Hacker News new | ask | show | jobs
by ninkendo 4011 days ago
So presumably you could do the following on your entire database:

    for each query in my codebase Q:
        for each possible combination of indexes I for Q:
            create hypothetical index I
            run EXPLAIN query Q
            if Q uses I, create I
If EXPLAIN doesn't actually run a query, and creating hypothetical indexes doesn't actually write anything, the above could presumably done in milliseconds, no?

Why not take this one step further and just enable an autoindexing mode in postgres using the query history as a heuristic?

2 comments

For the typical larger project, you'd wind up with hundreds of indexes each used by a single application query. The optimal index arrangement for a database often does not result in all columns being indexed on a query. It's normal and desirable (for index size and performance) to have fewer indexes that may only partially cover your queries. For example, a query with a WHERE of "a AND b AND c" is more often than not better handled with an index on (a) or (a, b) rather than (a, b, c). Especially if you have a second query with "a AND b AND d", you're most likely going to wind up with a single index for (a, b) rather than one for (a, b, c) and another for (a, b, d).
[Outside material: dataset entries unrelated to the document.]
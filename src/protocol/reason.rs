//! Reason codes shared by CONNACK, acknowledgements and DISCONNECT

use std::fmt;

macro_rules! reason_codes {
    ($($(#[$meta:meta])* $name:ident = $value:literal => $text:literal,)*) => {
        /// One-byte outcome carried by acknowledgements (v5) and CONNACK
        #[derive(Debug, Clone, Copy, PartialEq, Eq, Hash, Default)]
        #[repr(u8)]
        pub enum ReasonCode {
            #[default]
            $($(#[$meta])* $name = $value,)*
        }

        impl ReasonCode {
            pub fn from_u8(v: u8) -> Option<Self> {
                match v {
                    $($value => Some(ReasonCode::$name),)*
                    _ => None,
                }
            }

            fn text(self) -> &'static str {
                match self {
                    $(ReasonCode::$name => $text,)*
                }
            }
        }
    };
}

reason_codes! {
    /// Also "normal disconnection" and "granted QoS 0"
    Success = 0x00 => "success",
    GrantedQoS1 = 0x01 => "granted QoS 1",
    GrantedQoS2 = 0x02 => "granted QoS 2",
    DisconnectWithWill = 0x04 => "disconnect with will message",
    NoMatchingSubscribers = 0x10 => "no matching subscribers",
    NoSubscriptionExisted = 0x11 => "no subscription existed",
    ContinueAuthentication = 0x18 => "continue authentication",
    ReAuthenticate = 0x19 => "re-authenticate",
    UnspecifiedError = 0x80 => "unspecified error",
    MalformedPacket = 0x81 => "malformed packet",
    ProtocolError = 0x82 => "protocol error",
    ImplementationError = 0x83 => "implementation specific error",
    UnsupportedProtocolVersion = 0x84 => "unsupported protocol version",
    ClientIdNotValid = 0x85 => "client identifier not valid",
    BadUserNameOrPassword = 0x86 => "bad user name or password",
    NotAuthorized = 0x87 => "not authorized",
    ServerUnavailable = 0x88 => "server unavailable",
    ServerBusy = 0x89 => "server busy",
    Banned = 0x8A => "banned",
    ServerShuttingDown = 0x8B => "server shutting down",
    BadAuthenticationMethod = 0x8C => "bad authentication method",
    KeepAliveTimeout = 0x8D => "keep alive timeout",
    SessionTakenOver = 0x8E => "session taken over",
    TopicFilterInvalid = 0x8F => "topic filter invalid",
    TopicNameInvalid = 0x90 => "topic name invalid",
    PacketIdInUse = 0x91 => "packet identifier in use",
    PacketIdNotFound = 0x92 => "packet identifier not found",
    ReceiveMaxExceeded = 0x93 => "receive maximum exceeded",
    TopicAliasInvalid = 0x94 => "topic alias invalid",
    PacketTooLarge = 0x95 => "packet too large",
    MessageRateTooHigh = 0x96 => "message rate too high",
    QuotaExceeded = 0x97 => "quota exceeded",
    AdministrativeAction = 0x98 => "administrative action",
    PayloadFormatInvalid = 0x99 => "payload format invalid",
    RetainNotSupported = 0x9A => "retain not supported",
    QoSNotSupported = 0x9B => "QoS not supported",
    UseAnotherServer = 0x9C => "use another server",
    ServerMoved = 0x9D => "server moved",
    SharedSubsNotSupported = 0x9E => "shared subscriptions not supported",
    ConnectionRateExceeded = 0x9F => "connection rate exceeded",
    MaximumConnectTime = 0xA0 => "maximum connect time",
    SubIdNotSupported = 0xA1 => "subscription identifiers not supported",
    WildcardSubsNotSupported = 0xA2 => "wildcard subscriptions not supported",
}

impl ReasonCode {
    #[inline]
    pub fn is_success(self) -> bool {
        (self as u8) < 0x80
    }

    #[inline]
    pub fn is_error(self) -> bool {
        !self.is_success()
    }

    /// Granted-QoS code for a successful subscription
    pub fn granted(qos: super::QoS) -> Self {
        match qos {
            super::QoS::AtMostOnce => ReasonCode::Success,
            super::QoS::AtLeastOnce => ReasonCode::GrantedQoS1,
            super::QoS::ExactlyOnce => ReasonCode::GrantedQoS2,
        }
    }

    /// v3.1.1 CONNACK return code. Codes without a v3.1.1 equivalent map to
    /// "not authorized" (5), except server-side failures which map to 3.
    pub fn to_v3_connack_code(self) -> u8 {
        match self {
            ReasonCode::Success => 0,
            ReasonCode::UnsupportedProtocolVersion => 1,
            ReasonCode::ClientIdNotValid => 2,
            ReasonCode::ServerUnavailable
            | ReasonCode::ServerBusy
            | ReasonCode::ServerShuttingDown => 3,
            ReasonCode::BadUserNameOrPassword => 4,
            _ => 5,
        }
    }

    pub fn from_v3_connack_code(code: u8) -> Self {
        match code {
            0 => ReasonCode::Success,
            1 => ReasonCode::UnsupportedProtocolVersion,
            2 => ReasonCode::ClientIdNotValid,
            3 => ReasonCode::ServerUnavailable,
            4 => ReasonCode::BadUserNameOrPassword,
            5 => ReasonCode::NotAuthorized,
            _ => ReasonCode::UnspecifiedError,
        }
    }

    /// v3.1.1 SUBACK only knows granted QoS and a single failure value
    pub fn to_v3_suback_code(self) -> u8 {
        match self {
            ReasonCode::Success | ReasonCode::GrantedQoS1 | ReasonCode::GrantedQoS2 => self as u8,
            _ => 0x80,
        }
    }
}

impl fmt::Display for ReasonCode {
    fn fmt(&self, f: &mut fmt::Formatter<'_>) -> fmt::Result {
        write!(f, "{} (0x{:02x})", self.text(), *self as u8)
    }
}

#[cfg(test)]
mod tests {
    use super::*;

    #[test]
    fn byte_values_round_trip() {
        for byte in 0u8..=0xFF {
            if let Some(rc) = ReasonCode::from_u8(byte) {
                assert_eq!(rc as u8, byte);
            }
        }
        assert_eq!(ReasonCode::from_u8(0x03), None);
    }

    #[test]
    fn v3_codes() {
        assert_eq!(ReasonCode::BadUserNameOrPassword.to_v3_connack_code(), 4);
        assert_eq!(ReasonCode::ServerBusy.to_v3_connack_code(), 3);
        assert_eq!(ReasonCode::Banned.to_v3_connack_code(), 5);
        assert_eq!(ReasonCode::NotAuthorized.to_v3_suback_code(), 0x80);
        assert_eq!(ReasonCode::GrantedQoS2.to_v3_suback_code(), 2);
    }

    #[test]
    fn display_includes_code() {
        assert_eq!(
            ReasonCode::SessionTakenOver.to_string(),
            "session taken over (0x8e)"
        );
    }
}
What could be useful would be a generated report for all your queries with possible suggestions, grouping together queries with the same partial prefix columns, and the cardinality that each index would result in. Then one could manually review to look for the most significant improvements possible. I think a fully automated attempt (even built-in heuristics that modified indexes over time) would sometimes result in a bad decision being made that could theoretically crash your application. Perhaps with a few years of perfecting a solution this could become the norm. :)

There's more to deciding whether to create any particular index than just whether it makes any of your queries faster. Each index can speed up SELECTs, but it also slows down any write queries on those tables. Each index also takes up space on disk and memory.

Then there's the question of how often which queries are run, and how important their performance is. Maybe query X is run by some background process, so nobody will notice if it takes 10x longer, but indexing the table to speed it up will slow down the INSERT statements on that table, which are in the user's path and will be noticed. Maybe it would also tax limited disk space on the DB server and require a hardware upgrade or a complex multi-server setup to work.

Coming up with an optimal indexing scheme for any particular database is a series of complex trade-offs which include taking customer needs and business requirements into account. I don't think it will be practical to do it automatically anytime soon.